### DATA IN THIS EXERCISE
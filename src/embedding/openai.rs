//! OpenAI-compatible embedding provider.

use std::time::Duration;

use reqwest::blocking::Client;
use reqwest::header::{HeaderMap, HeaderValue, AUTHORIZATION};
use serde::{Deserialize, Serialize};
use tracing::debug;

use catalog_vectors_core::embedding::EmbeddingProvider;
use catalog_vectors_core::error::ProviderError;
use catalog_vectors_core::models::Embedding;

use crate::http;

pub const DEFAULT_BASE_URL: &str = "https://api.openai.com/v1";

const PROVIDER: &str = "openai";

/// Calls `POST {base_url}/embeddings` once per [`encode`](EmbeddingProvider::encode).
pub struct OpenAiProvider {
    client: Client,
    endpoint: String,
    model: String,
    dims: usize,
    /// Sent as `dimensions` when the caller asked for a specific size.
    request_dims: Option<usize>,
}

impl OpenAiProvider {
    pub fn new(
        api_key: &str,
        base_url: &str,
        model: String,
        dims: usize,
        request_dims: Option<usize>,
        timeout: Duration,
    ) -> Result<Self, ProviderError> {
        if api_key.trim().is_empty() {
            return Err(ProviderError::Config("missing OpenAI API key".to_string()));
        }
        let mut headers = HeaderMap::new();
        let auth = format!("Bearer {}", api_key.trim());
        headers.insert(
            AUTHORIZATION,
            HeaderValue::from_str(&auth)
                .map_err(|_| ProviderError::Config("invalid OpenAI API key".to_string()))?,
        );
        let client = http::build_client(timeout, headers).map_err(|e| {
            ProviderError::Config(format!("failed to build OpenAI HTTP client: {}", e))
        })?;
        Ok(Self {
            client,
            endpoint: format!("{}/embeddings", http::trim_base(base_url)),
            model,
            dims,
            request_dims,
        })
    }
}

impl EmbeddingProvider for OpenAiProvider {
    fn model_name(&self) -> &str {
        &self.model
    }

    fn dims(&self) -> usize {
        self.dims
    }

    fn encode(&self, text: &str) -> Result<Embedding, ProviderError> {
        let request = EmbeddingRequest {
            model: &self.model,
            input: [text],
            dimensions: self.request_dims,
        };
        debug!(model = %self.model, chars = text.len(), "openai embed request");
        let resp = self
            .client
            .post(&self.endpoint)
            .json(&request)
            .send()
            .map_err(|e| ProviderError::Request {
                provider: PROVIDER,
                transient: http::is_transient_error(&e),
                message: e.to_string(),
            })?;

        let status = resp.status();
        if !status.is_success() {
            return Err(ProviderError::Request {
                provider: PROVIDER,
                transient: http::is_transient_status(status),
                message: format!("{}: {}", status, http::error_body(resp)),
            });
        }

        let parsed: EmbeddingResponse = resp.json().map_err(|e| ProviderError::InvalidResponse {
            provider: PROVIDER,
            message: e.to_string(),
        })?;
        first_embedding(parsed)
    }
}

#[derive(Serialize)]
struct EmbeddingRequest<'a> {
    model: &'a str,
    input: [&'a str; 1],
    #[serde(skip_serializing_if = "Option::is_none")]
    dimensions: Option<usize>,
}

#[derive(Debug, Deserialize)]
struct EmbeddingResponse {
    data: Vec<EmbeddingData>,
}

#[derive(Debug, Deserialize)]
struct EmbeddingData {
    embedding: Vec<f32>,
    #[serde(default)]
    index: usize,
}

fn first_embedding(response: EmbeddingResponse) -> Result<Embedding, ProviderError> {
    response
        .data
        .into_iter()
        .min_by_key(|d| d.index)
        .map(|d| d.embedding)
        .filter(|e| !e.is_empty())
        .ok_or_else(|| ProviderError::InvalidResponse {
            provider: PROVIDER,
            message: "response contained no embedding".to_string(),
        })
}

#[cfg(test)]
mod tests {
    use super::*;

    fn parse(json: &str) -> Result<Embedding, ProviderError> {
        first_embedding(serde_json::from_str(json).unwrap())
    }

    #[test]
    fn test_unwraps_first_embedding_by_index() {
        let json = r#"{"object":"list","data":[
            {"object":"embedding","index":1,"embedding":[9.0]},
            {"object":"embedding","index":0,"embedding":[0.5,-0.25]}
        ],"model":"text-embedding-3-small"}"#;
        assert_eq!(parse(json).unwrap(), vec![0.5, -0.25]);
    }

    #[test]
    fn test_empty_data_is_invalid() {
        let err = parse(r#"{"data":[]}"#).unwrap_err();
        assert!(matches!(err, ProviderError::InvalidResponse { .. }));
    }

    #[test]
    fn test_request_shape() {
        let request = EmbeddingRequest {
            model: "text-embedding-3-small",
            input: ["Phone A"],
            dimensions: None,
        };
        assert_eq!(
            serde_json::to_value(&request).unwrap(),
            serde_json::json!({"model": "text-embedding-3-small", "input": ["Phone A"]})
        );
    }

    #[test]
    fn test_blank_key_rejected() {
        let err = OpenAiProvider::new(
            " ",
            DEFAULT_BASE_URL,
            "text-embedding-3-small".to_string(),
            1536,
            None,
            Duration::from_secs(5),
        )
        .err()
        .unwrap();
        assert!(matches!(err, ProviderError::Config(_)));
    }
}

### AIM OF THE TASK
A complete answer lists each line of the data that holds the word "EmbeddingProvider".

### RESPONSE BELOW
use catalog_vectors_core::embedding::EmbeddingProvider;
/// Calls `POST {base_url}/embeddings` once per [`encode`](EmbeddingProvider::encode).
impl EmbeddingProvider for OpenAiProvider {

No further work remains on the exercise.